Baby P was a cute little boy just 17 months old, who died a terrible death in a district of London called Haringey a little over a year ago. The baby, who couldn't be named here for legal reasons, suffered the most appalling injuries at the hands of those who should have cared for him. His mother, her boyfriend and their lodger will be sentenced next month for allowing or causing the child's death. Baby P was on what we call an 'on risk register', which meant the local Social Services were watching out for him. They went to see him on more than sixty occasions, during which time there was growing evidence of abuse -- all of it missed.
Two days before his death a pediatrician examined him and apparently failed to spot injuries including nine broken ribs and probably a broken back, although that may have occurred a little later. In the past week, as more details emerged, as we tried to take in the awful details of the terrible abuse baby P had suffered from those who tortured him in his last hours, so the public rage grew -- and newspapers and politicians clamored for those responsible for his care to be sacked.
And then, a face was put to an abstract name, as some legal restrictions were lifted and we finally got to see this picture of the blonde haired toddler -- hair which was, by the way, cut off by his tormentors. To make it all worse, it was the same Social Services Department of the very same council which failed to help another young innocent child back in 2000 -- an eight year old girl murdered by her guardians, a girl whose terrible suffering was ignored by acts of what the judge called 'blinding incompetence' by the authorities.

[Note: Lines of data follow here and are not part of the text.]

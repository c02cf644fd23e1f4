//! Questline - gamified challenge engine

use clap::Parser;
use std::sync::Arc;
use tracing::{error, info, warn};
use tracing_subscriber::{layer::SubscriberExt, util::SubscriberInitExt};

use questline::{
    ai::{CompletionClient, CompletionConfig, HttpCompletionClient},
    config::Args,
    db::MongoClient,
    server,
    services::{
        scheduler::spawn_generation_task, GeneratorService, StatusService, VerifierService,
    },
};

#[tokio::main]
async fn main() -> anyhow::Result<()> {
    // Load environment variables from .env file if present
    let _ = dotenvy::dotenv();

    // Parse command line arguments
    let args = Args::parse();

    // Initialize tracing/logging
    let log_level = args.log_level.clone();
    tracing_subscriber::registry()
        .with(
            tracing_subscriber::EnvFilter::try_from_default_env()
                .unwrap_or_else(|_| format!("questline={},info", log_level).into()),
        )
        .with(tracing_subscriber::fmt::layer())
        .init();

    // Validate configuration
    if let Err(e) = args.validate() {
        error!("Configuration error: {}", e);
        std::process::exit(1);
    }

    // Print startup banner
    info!("======================================");
    info!("  Questline - Challenge Engine");
    info!("======================================");
    info!("Node ID: {}", args.node_id);
    info!("Listen: {}", args.listen);
    info!("MongoDB: {}", args.mongodb_uri);
    info!("Completion API: {}", args.completion_api_url);
    info!(
        "Completion credential: {}",
        if args.has_completion_credential() {
            "configured"
        } else {
            "MISSING (generation and avatar checks disabled)"
        }
    );
    info!("Scheduler: {}", if args.scheduler_enabled { "enabled" } else { "disabled" });
    info!("======================================");

    // Connect to MongoDB
    let mongo = match MongoClient::new(&args.mongodb_uri, &args.mongodb_db).await {
        Ok(client) => {
            info!("MongoDB connected successfully");
            client
        }
        Err(e) => {
            error!("MongoDB connection failed: {}", e);
            std::process::exit(1);
        }
    };

    // Completion API client, optional: without a credential the service
    // still serves verification of non-vision challenges and status reads
    let ai: Option<Arc<dyn CompletionClient>> = if args.has_completion_credential() {
        match HttpCompletionClient::new(CompletionConfig {
            api_url: args.completion_api_url.clone(),
            api_key: args.completion_api_key.clone().unwrap_or_default(),
            text_model: args.completion_text_model.clone(),
            vision_model: args.completion_vision_model.clone(),
            timeout_secs: args.completion_timeout_secs,
        }) {
            Ok(client) => Some(Arc::new(client)),
            Err(e) => {
                error!("Completion client setup failed: {}", e);
                std::process::exit(1);
            }
        }
    } else {
        warn!("No completion API key configured");
        None
    };

    let generator = Arc::new(GeneratorService::new(mongo.clone(), ai.clone()));
    let status = Arc::new(StatusService::new(
        mongo.clone(),
        args.reserved_verified_username.clone(),
    ));
    let verifier = Arc::new(VerifierService::new(
        mongo.clone(),
        ai.clone(),
        Arc::clone(&status),
    ));

    if args.scheduler_enabled {
        let _ = spawn_generation_task(Arc::clone(&generator));
        info!("Daily generation scheduler started");
    }

    let state = Arc::new(server::AppState::new(
        args, mongo, generator, verifier, status,
    ));

    server::run(state).await?;

    Ok(())
}
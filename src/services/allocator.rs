//! Single-pass candidate allocator
//!
//! The generator asks the completion API for one shared candidate list per
//! batch and walks it with a single cursor: each user in the batch consumes
//! candidates from where the previous user stopped. A consumed candidate is
//! never reconsidered - neither for the same user (assigned or skipped as a
//! duplicate) nor for any later user in the batch - and the cursor never
//! rewinds. Running out of candidates leaves trailing users with a partial
//! (possibly empty) assignment, which is acceptable.
//!
//! This is deliberately serial: volumes are small and the ordering makes
//! the behavior trivial to reason about and test without any store or
//! network dependency.

use std::collections::HashSet;

use sha2::{Digest, Sha256};

/// Length of the dedup fingerprint in hex characters
const FINGERPRINT_HEX_LEN: usize = 16;

/// One candidate returned by the text generator
#[derive(Debug, Clone, serde::Deserialize)]
pub struct CandidateChallenge {
    /// Display text
    pub text: String,
    /// Free-text description (hints may be embedded later)
    #[serde(default)]
    pub description: String,
    /// Category tag or action key
    #[serde(default, rename = "type")]
    pub kind_tag: String,
}

/// Per-user allocation input: how many challenges the user still needs and
/// which text fingerprints they have ever been assigned
#[derive(Debug)]
pub struct UserNeed {
    /// User identifier
    pub user_id: String,
    /// How many new challenges to assign (0..=3)
    pub need: usize,
    /// Historical dedup set for this user
    pub seen_hashes: HashSet<String>,
}

/// One assigned candidate with its computed fingerprint
#[derive(Debug)]
pub struct AssignedCandidate<'a> {
    /// The candidate taken from the shared list
    pub candidate: &'a CandidateChallenge,
    /// Fingerprint of the candidate text
    pub hash: String,
}

/// Per-user allocation result
#[derive(Debug)]
pub struct UserAllocation<'a> {
    /// User identifier
    pub user_id: String,
    /// Assigned candidates, at most `need`
    pub assigned: Vec<AssignedCandidate<'a>>,
}

/// Dedup fingerprint of challenge text
///
/// Deterministic function of the trimmed text only; 16 hex characters of
/// SHA-256. Collisions across different text are treated as duplicates,
/// which is acceptable for dedup purposes.
pub fn challenge_fingerprint(text: &str) -> String {
    let mut hasher = Sha256::new();
    hasher.update(text.trim().as_bytes());
    let digest = hex::encode(hasher.finalize());
    digest[..FINGERPRINT_HEX_LEN].to_string()
}

/// Allocate candidates to users with a single shared cursor
///
/// Users are processed in order. For each user the cursor advances until
/// the user's need is met or the candidate list is exhausted; candidates
/// whose fingerprint is already in the user's dedup set (or was assigned
/// to them earlier in this same run) are consumed and skipped.
pub fn allocate<'a>(
    candidates: &'a [CandidateChallenge],
    users: &[UserNeed],
) -> Vec<UserAllocation<'a>> {
    let mut cursor = 0;
    let mut allocations = Vec::with_capacity(users.len());

    for user in users {
        let mut taken: HashSet<String> = HashSet::new();
        let mut assigned = Vec::with_capacity(user.need);

        while assigned.len() < user.need && cursor < candidates.len() {
            let candidate = &candidates[cursor];
            cursor += 1;

            let hash = challenge_fingerprint(&candidate.text);
            if user.seen_hashes.contains(&hash) || taken.contains(&hash) {
                continue;
            }

            // Track within-run assignments so duplicated candidate text is
            // rejected for the same user too
            taken.insert(hash.clone());
            assigned.push(AssignedCandidate { candidate, hash });
        }

        allocations.push(UserAllocation {
            user_id: user.user_id.clone(),
            assigned,
        });
    }

    allocations
}

#[cfg(test)]
mod tests {
    use super::*;

    fn candidates(texts: &[&str]) -> Vec<CandidateChallenge> {
        texts
            .iter()
            .map(|t| CandidateChallenge {
                text: t.to_string(),
                description: format!("do: {}", t),
                kind_tag: "gaming".to_string(),
            })
            .collect()
    }

    fn user(id: &str, need: usize, seen: &[&str]) -> UserNeed {
        UserNeed {
            user_id: id.to_string(),
            need,
            seen_hashes: seen.iter().map(|t| challenge_fingerprint(t)).collect(),
        }
    }

    #[test]
    fn test_fingerprint_deterministic_and_text_only() {
        assert_eq!(challenge_fingerprint("abc"), challenge_fingerprint("abc"));
        assert_eq!(challenge_fingerprint(" abc "), challenge_fingerprint("abc"));
        assert_ne!(challenge_fingerprint("abc"), challenge_fingerprint("abd"));
        assert_eq!(challenge_fingerprint("abc").len(), 16);
    }

    #[test]
    fn test_two_users_six_candidates_no_reuse() {
        let cands = candidates(&["c1", "c2", "c3", "c4", "c5", "c6"]);
        let users = vec![user("u1", 3, &[]), user("u2", 3, &[])];

        let allocs = allocate(&cands, &users);
        assert_eq!(allocs[0].assigned.len(), 3);
        assert_eq!(allocs[1].assigned.len(), 3);

        let u1: Vec<&str> = allocs[0].assigned.iter().map(|a| a.candidate.text.as_str()).collect();
        let u2: Vec<&str> = allocs[1].assigned.iter().map(|a| a.candidate.text.as_str()).collect();
        assert_eq!(u1, vec!["c1", "c2", "c3"]);
        assert_eq!(u2, vec!["c4", "c5", "c6"]);
    }

    #[test]
    fn test_seen_candidates_are_consumed_not_reused() {
        // u1 has already seen c1 and c2; they are consumed while skipping,
        // so u2 starts at c4 even though c1/c2 were never assigned
        let cands = candidates(&["c1", "c2", "c3", "c4", "c5"]);
        let users = vec![user("u1", 1, &["c1", "c2"]), user("u2", 2, &[])];

        let allocs = allocate(&cands, &users);
        let u1: Vec<&str> = allocs[0].assigned.iter().map(|a| a.candidate.text.as_str()).collect();
        let u2: Vec<&str> = allocs[1].assigned.iter().map(|a| a.candidate.text.as_str()).collect();
        assert_eq!(u1, vec!["c3"]);
        assert_eq!(u2, vec!["c4", "c5"]);
    }

    #[test]
    fn test_exhaustion_yields_partial_assignment() {
        let cands = candidates(&["c1", "c2"]);
        let users = vec![user("u1", 3, &[]), user("u2", 3, &[])];

        let allocs = allocate(&cands, &users);
        assert_eq!(allocs[0].assigned.len(), 2);
        assert_eq!(allocs[1].assigned.len(), 0);
    }

    #[test]
    fn test_duplicate_candidate_text_not_assigned_twice() {
        // Same text twice in one batch: second occurrence is skipped for
        // the same user
        let cands = candidates(&["c1", "c1", "c2"]);
        let users = vec![user("u1", 3, &[])];

        let allocs = allocate(&cands, &users);
        let texts: Vec<&str> = allocs[0].assigned.iter().map(|a| a.candidate.text.as_str()).collect();
        assert_eq!(texts, vec!["c1", "c2"]);
    }

    #[test]
    fn test_zero_need_consumes_nothing() {
        let cands = candidates(&["c1", "c2", "c3"]);
        let users = vec![user("u1", 0, &[]), user("u2", 3, &[])];

        let allocs = allocate(&cands, &users);
        assert!(allocs[0].assigned.is_empty());
        assert_eq!(allocs[1].assigned.len(), 3);
    }
}
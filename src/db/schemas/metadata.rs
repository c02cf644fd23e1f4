//! Common metadata for all documents
//!
//! Tracks creation, update, and soft deletion timestamps.

use bson::DateTime;
use serde::{Deserialize, Serialize};

/// Common metadata for all documents
#[derive(Serialize, Deserialize, Clone, Debug, Default)]
pub struct Metadata {
    /// Whether this document has been soft-deleted
    #[serde(default)]
    pub is_deleted: bool,

    /// When the document was soft-deleted
    #[serde(skip_serializing_if = "Option::is_none")]
    pub deleted_at: Option<DateTime>,

    /// When the document was last updated
    #[serde(skip_serializing_if = "Option::is_none")]
    pub updated_at: Option<DateTime>,

    /// When the document was created
    #[serde(skip_serializing_if = "Option::is_none")]
    pub created_at: Option<DateTime>,
}

impl Metadata {
    /// Create new metadata with current timestamp
    pub fn new() -> Self {
        Self {
            is_deleted: false,
            deleted_at: None,
            updated_at: Some(DateTime::now()),
            created_at: Some(DateTime::now()),
        }
    }
}
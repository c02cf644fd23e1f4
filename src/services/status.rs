//! Verification status tracker
//!
//! Rolling-window aggregate over completion records: a user holding 30
//! completions inside the trailing 30 days is verified for the next 30
//! days. The count is recomputed fresh on every call - nothing is cached
//! or incrementally maintained, so the result always reflects the store.
//!
//! A reserved username (or an already-set permanent flag) short-circuits
//! to permanent verification and backfills the flag onto the profile.

use bson::{doc, Bson};
use chrono::{DateTime, Duration, Utc};
use serde::Serialize;
use tracing::{debug, info};

use crate::db::schemas::{
    CompletionDoc, ProfileDoc, CHALLENGE_COMPLETION_COLLECTION, PROFILE_COLLECTION,
};
use crate::db::MongoClient;
use crate::types::Result;

/// Completions required inside the window to become verified
pub const REQUIRED_COMPLETIONS: u64 = 30;

/// Width of the trailing completion window in days
pub const WINDOW_DAYS: i64 = 30;

/// Length of the forward-looking verified lease in days
pub const LEASE_DAYS: i64 = 30;

/// Current verification standing of a user
#[derive(Debug, Clone, Serialize)]
#[serde(rename_all = "camelCase")]
pub struct VerificationStatus {
    /// Whether the user currently holds verified status
    pub verified: bool,
    /// Whether the status is permanent (never decays)
    pub permanent: bool,
    /// Completions inside the trailing window (absent for permanent status)
    #[serde(skip_serializing_if = "Option::is_none")]
    pub completions: Option<u64>,
    /// Threshold for verification (absent for permanent status)
    #[serde(skip_serializing_if = "Option::is_none")]
    pub required_for_verification: Option<u64>,
    /// When non-permanent verified status lapses
    #[serde(skip_serializing_if = "Option::is_none")]
    pub verified_until: Option<DateTime<Utc>>,
}

/// Decide verified standing from a window count
///
/// The lease is a fixed 30-day grant from the moment of qualification,
/// independent of when individual completions age out of the window.
pub fn window_status(completions: u64, now: DateTime<Utc>) -> (bool, Option<DateTime<Utc>>) {
    if completions >= REQUIRED_COMPLETIONS {
        (true, Some(now + Duration::days(LEASE_DAYS)))
    } else {
        (false, None)
    }
}

/// Whether a profile holds permanent verification
///
/// True when the stored flag is already set or the username is the
/// reserved one. Permanence ignores completion history entirely; an
/// absent profile is never permanent.
pub fn is_permanent(profile: Option<&ProfileDoc>, reserved_username: &str) -> bool {
    profile
        .map(|p| p.is_permanently_verified || p.username == reserved_username)
        .unwrap_or(false)
}

/// Verification status tracker
pub struct StatusService {
    mongo: MongoClient,
    reserved_username: String,
}

impl StatusService {
    /// Create a new tracker
    pub fn new(mongo: MongoClient, reserved_username: String) -> Self {
        Self {
            mongo,
            reserved_username,
        }
    }

    /// Recompute and persist a user's verification status
    ///
    /// Idempotent and safe to call repeatedly; every call re-reads the
    /// completion records and rewrites the denormalized profile fields.
    pub async fn recompute(&self, user_id: &str) -> Result<VerificationStatus> {
        let profiles = self
            .mongo
            .collection::<ProfileDoc>(PROFILE_COLLECTION)
            .await?;

        let profile = profiles.find_one(doc! { "user_id": user_id }).await?;

        if is_permanent(profile.as_ref(), &self.reserved_username) {
            // Backfill the permanent flag if the reserved username got here
            // before an operator set it (self-healing, idempotent)
            profiles
                .upsert_one(
                    doc! { "user_id": user_id },
                    doc! { "$set": {
                        "is_verified": true,
                        "is_permanently_verified": true,
                        "metadata.updated_at": bson::DateTime::now(),
                    }},
                )
                .await?;

            debug!(user_id = %user_id, "Permanent verification short-circuit");
            return Ok(VerificationStatus {
                verified: true,
                permanent: true,
                completions: None,
                required_for_verification: None,
                verified_until: None,
            });
        }

        let now = Utc::now();
        let cutoff = now - Duration::days(WINDOW_DAYS);

        let completions = self
            .mongo
            .collection::<CompletionDoc>(CHALLENGE_COMPLETION_COLLECTION)
            .await?;
        let count = completions
            .count(doc! {
                "user_id": user_id,
                "completed_at": { "$gte": bson::DateTime::from_chrono(cutoff) },
            })
            .await?;

        let (verified, verified_until) = window_status(count, now);

        let until_bson = verified_until
            .map(|dt| Bson::DateTime(bson::DateTime::from_chrono(dt)))
            .unwrap_or(Bson::Null);

        profiles
            .upsert_one(
                doc! { "user_id": user_id },
                doc! { "$set": {
                    "is_verified": verified,
                    "verified_until": until_bson,
                    "metadata.updated_at": bson::DateTime::now(),
                }},
            )
            .await?;

        if verified {
            info!(user_id = %user_id, completions = count, "User holds verified status");
        }

        Ok(VerificationStatus {
            verified,
            permanent: false,
            completions: Some(count),
            required_for_verification: Some(REQUIRED_COMPLETIONS),
            verified_until,
        })
    }
}

#[cfg(test)]
mod tests {
    use super::*;

    #[test]
    fn test_twenty_nine_completions_not_verified() {
        let (verified, until) = window_status(29, Utc::now());
        assert!(!verified);
        assert!(until.is_none());
    }

    #[test]
    fn test_thirty_completions_verified_with_lease() {
        let now = Utc::now();
        let (verified, until) = window_status(30, now);
        assert!(verified);
        assert_eq!(until, Some(now + Duration::days(30)));
    }

    #[test]
    fn test_lease_is_fixed_grant_from_now() {
        // The lease depends only on the qualification instant, not on
        // window contents
        let now = Utc::now();
        let (_, until_30) = window_status(30, now);
        let (_, until_90) = window_status(90, now);
        assert_eq!(until_30, until_90);
    }

    fn profile(username: &str, permanently_verified: bool) -> ProfileDoc {
        ProfileDoc {
            user_id: "user-1".into(),
            username: username.into(),
            is_permanently_verified: permanently_verified,
            ..Default::default()
        }
    }

    #[test]
    fn test_reserved_username_is_always_permanent() {
        // Permanence ignores completion history; the reserved username
        // alone is enough even with the stored flag unset
        let p = profile("mkwapp", false);
        assert!(is_permanent(Some(&p), "mkwapp"));
    }

    #[test]
    fn test_stored_flag_is_permanent_for_any_username() {
        let p = profile("someone-else", true);
        assert!(is_permanent(Some(&p), "mkwapp"));
    }

    #[test]
    fn test_ordinary_profile_is_not_permanent() {
        let p = profile("someone-else", false);
        assert!(!is_permanent(Some(&p), "mkwapp"));
    }

    #[test]
    fn test_absent_profile_is_not_permanent() {
        assert!(!is_permanent(None, "mkwapp"));
    }

    #[test]
    fn test_reserved_username_match_is_exact() {
        let p = profile("MKWAPP", false);
        assert!(!is_permanent(Some(&p), "mkwapp"));
    }
}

That infamous case led to dramatic change here in the system of child care, and to reassurances that such suffering would never be allowed to happen again. Last week, the head of Haringey's Social Services Department said in effect that in the case of baby P, the council had nothing for apologize for. I am sure the Government will not accept that -- we will probably have resignations as well as enquiries. But the last word really has to go to that head of Social Services. The sad fact is, she said, that you cannot stop anyone who is determined to kill their children. It's true and obvious but not something anyone wants to hear.